-- Data supplied follows --
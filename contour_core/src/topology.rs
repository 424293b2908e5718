//! Unit-cell topology lookup tables.
//!
//! The corner order is x-major: corner `i` has offset `(i >> 2 & 1, i >> 1 & 1, i & 1)`.
//!
//! ```text
//! Corner:  0      1      2      3      4      5      6      7
//! Offset: (0,0,0)(0,0,1)(0,1,0)(0,1,1)(1,0,0)(1,0,1)(1,1,0)(1,1,1)
//! ```
//!
//! Every edge joins two corners that differ in exactly one axis.

use crate::types::Point3;

/// Number of corners of a cell.
pub const CORNER_COUNT: usize = 8;

/// Number of edges of a cell.
pub const EDGE_COUNT: usize = 12;

/// Integer offset of each corner from the cell origin.
pub const CORNER_OFFSETS: [(usize, usize, usize); CORNER_COUNT] = [
    (0, 0, 0),
    (0, 0, 1),
    (0, 1, 0),
    (0, 1, 1),
    (1, 0, 0),
    (1, 0, 1),
    (1, 1, 0),
    (1, 1, 1),
];

/// Corner index pairs for the 12 cell edges.
pub const EDGES: [(usize, usize); EDGE_COUNT] = [
    (0, 1),
    (0, 2),
    (0, 4),
    (1, 3),
    (1, 5),
    (2, 3),
    (2, 6),
    (3, 7),
    (4, 5),
    (4, 6),
    (5, 7),
    (6, 7),
];

/// Centre of the unit cell in cell-local space.
pub const CELL_CENTER: Point3 = Point3::splat(0.5);

/// Offset of a corner as a vector in cell-local space.
///
/// The index is taken modulo [`CORNER_COUNT`].
#[inline]
pub fn corner_offset(corner: usize) -> Point3 {
    let (x, y, z) = CORNER_OFFSETS[corner & 7];
    Point3::new(x as f64, y as f64, z as f64)
}

/// Unit direction from the cell centre towards a corner.
#[inline]
pub fn corner_direction(corner: usize) -> Point3 {
    (corner_offset(corner) - CELL_CENTER).normalize()
}

/// Convert a corner offset tuple back to its corner index.
///
/// This is the inverse of indexing [`CORNER_OFFSETS`].
#[inline]
pub const fn index_from_offset(offset: (usize, usize, usize)) -> usize {
    ((offset.0 & 1) << 2) | ((offset.1 & 1) << 1) | (offset.2 & 1)
}
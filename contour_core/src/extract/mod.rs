//! Surface extraction over a whole field.
//!
//! Walks every cell of a field (x outermost, z innermost), classifies it,
//! clusters its candidate corners and writes the resulting triangles into
//! [`MeshBuffers`](crate::mesh::MeshBuffers) according to the configured
//! [`BufferPolicy`](crate::config::BufferPolicy).
//!
//! # Example
//!
//! ```ignore
//! use contour_core::extract::SurfaceExtractor;
//! use contour_core::mesh::MeshBuffers;
//!
//! let extractor = SurfaceExtractor::default();
//! let mut mesh = MeshBuffers::new();
//!
//! // Called whenever the field changes
//! let stats = extractor.rebuild(&field, &mut mesh)?;
//! println!("{} triangles", stats.triangles);
//! ```

mod algorithm;

pub use algorithm::{cell_coords, extract, rebuild, ExtractionStats, SurfaceExtractor};
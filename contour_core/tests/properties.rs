//! Property-based tests over random fields and inside masks.

use contour_core::{
    cell_coords, cluster_cell, corner_direction, corner_offset, extract, CellClassification,
    CellCoord, DegeneratePolicy, ExtractionConfig, FieldExtent, MeshBuffers, SampleProvider,
    SurfaceExtractor, VoxelField, CORNER_OFFSETS, EDGES,
};
use proptest::prelude::*;

/// Random field of 2..=5 samples per axis with distances in [-2, 2]
fn arb_field() -> impl Strategy<Value = VoxelField> {
    (2usize..=5, 2usize..=5, 2usize..=5).prop_flat_map(|(x, y, z)| {
        let extent = FieldExtent::new(x, y, z);
        prop::collection::vec(-2.0f64..2.0, extent.sample_count()).prop_map(move |samples| {
            VoxelField::from_samples(extent, samples).expect("sample count matches extent")
        })
    })
}

fn arb_policy() -> impl Strategy<Value = DegeneratePolicy> {
    prop_oneof![
        Just(DegeneratePolicy::FallbackToCornerZero),
        Just(DegeneratePolicy::Skip),
    ]
}

proptest! {
    #![proptest_config(ProptestConfig::with_cases(200))]

    /// Crossing flags are exactly the endpoints of sign-changing edges
    #[test]
    fn crossing_matches_edge_scan(distances in prop::array::uniform8(-1.0f64..1.0)) {
        let c = CellClassification::from_distances(&distances);
        let inside = distances.map(|d| d <= 0.0);
        prop_assert_eq!(c.inside_flags(), inside);

        if c.is_trivial() {
            prop_assert_eq!(c.crossing_mask(), 0);
        } else {
            let mut expected = [false; 8];
            for &(a, b) in &EDGES {
                if inside[a] != inside[b] {
                    expected[a] = true;
                    expected[b] = true;
                }
            }
            prop_assert_eq!(c.crossing_flags(), expected);
        }
    }

    /// Uniform cells never produce clusters, under either policy
    #[test]
    fn trivial_cells_emit_nothing(inside in any::<bool>(), policy in arb_policy()) {
        let mask = if inside { u8::MAX } else { 0 };
        let c = CellClassification::from_inside_mask(mask);
        prop_assert!(cluster_cell(&c, policy).is_empty());
    }

    /// Each cluster consumes its seed, so no seed appears twice in a cell
    #[test]
    fn cluster_count_bounded_by_candidates(mask in 1u8..u8::MAX, policy in arb_policy()) {
        let c = CellClassification::from_inside_mask(mask);
        let clusters = cluster_cell(&c, policy);
        prop_assert!(clusters.len() >= 1 || policy == DegeneratePolicy::Skip);
        prop_assert!(clusters.len() <= c.candidate_mask().count_ones() as usize);
    }
}

proptest! {
    #![proptest_config(ProptestConfig::with_cases(64))]

    /// Accumulated buffers are well-formed with sequential indices
    #[test]
    fn accumulated_buffers_are_valid(field in arb_field()) {
        let mesh = extract(&field).unwrap();
        prop_assert!(mesh.validate().is_ok());
        prop_assert_eq!(mesh.vertex_count(), mesh.triangle_count() * 3);
        for (i, &index) in mesh.triangles.iter().enumerate() {
            prop_assert_eq!(index as usize, i);
        }
    }

    /// Every accumulated vertex obeys the displacement law exactly
    #[test]
    fn vertices_follow_displacement_law(field in arb_field()) {
        let extractor = SurfaceExtractor::default();
        let mesh = extractor.extract(&field).unwrap();

        let mut expected = Vec::with_capacity(mesh.vertex_count());
        for cell in cell_coords(field.extent()) {
            let distances = field.cell_distances(cell).unwrap();
            let c = CellClassification::from_distances(&distances);
            for cluster in cluster_cell(&c, DegeneratePolicy::FallbackToCornerZero).iter() {
                for &corner in &cluster.corners {
                    expected.push(
                        cell.to_point()
                            + corner_offset(corner)
                            + distances[corner] * corner_direction(corner),
                    );
                }
            }
        }
        prop_assert_eq!(mesh.vertices, expected);
    }

    /// Rebuilding the same field twice gives identical buffers
    #[test]
    fn rebuild_is_idempotent(field in arb_field(), legacy in any::<bool>()) {
        let config = if legacy { ExtractionConfig::legacy() } else { ExtractionConfig::default() };
        let extractor = SurfaceExtractor::new(config);

        let mut mesh = MeshBuffers::new();
        let first = extractor.rebuild(&field, &mut mesh).unwrap();
        let snapshot = mesh.clone();
        let second = extractor.rebuild(&field, &mut mesh).unwrap();

        prop_assert_eq!(first, second);
        prop_assert_eq!(snapshot, mesh);
    }

    /// Overwrite mode never holds more than one cell's worth of output
    #[test]
    fn overwrite_holds_single_cell(field in arb_field()) {
        let legacy = SurfaceExtractor::new(ExtractionConfig::legacy());
        let mesh = legacy.extract(&field).unwrap();
        prop_assert!(mesh.triangle_count() <= 8);

        let last = cell_coords(field.extent())
            .filter(|&cell| !legacy.classify_cell(&field, cell).unwrap().is_trivial())
            .last();
        match last {
            Some(cell) => {
                let expected = legacy.extract_cell(&field, cell).unwrap();
                prop_assert_eq!(mesh.vertices, expected.vertices);
                prop_assert_eq!(mesh.triangles, expected.triangles);
            }
            None => prop_assert!(mesh.is_empty()),
        }
    }

    /// Only samples that differ in sign from a neighbour can move the mesh
    #[test]
    fn sign_uniform_field_is_empty(value in 0.0f64..3.0, negate in any::<bool>()) {
        let d = if negate { -value } else { value };
        let field = VoxelField::filled(FieldExtent::new(3, 4, 2), d).unwrap();
        prop_assert!(extract(&field).unwrap().is_empty());
    }
}

#[test]
fn cell_corners_stay_inside_field() {
    let extent = FieldExtent::new(3, 2, 4);
    for cell in cell_coords(extent) {
        for &offset in &CORNER_OFFSETS {
            assert!(extent.contains(cell.corner(offset)));
        }
    }
    assert!(!extent.contains(CellCoord::new(2, 0, 0).corner(CORNER_OFFSETS[4])));
}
-- Data supplied concluded --
▶ [Task]: Search the lines above for the string "local", then show every one that has it.

▶ [Solution]:
/// Centre of the unit cell in cell-local space.
/// Offset of a corner as a vector in cell-local space.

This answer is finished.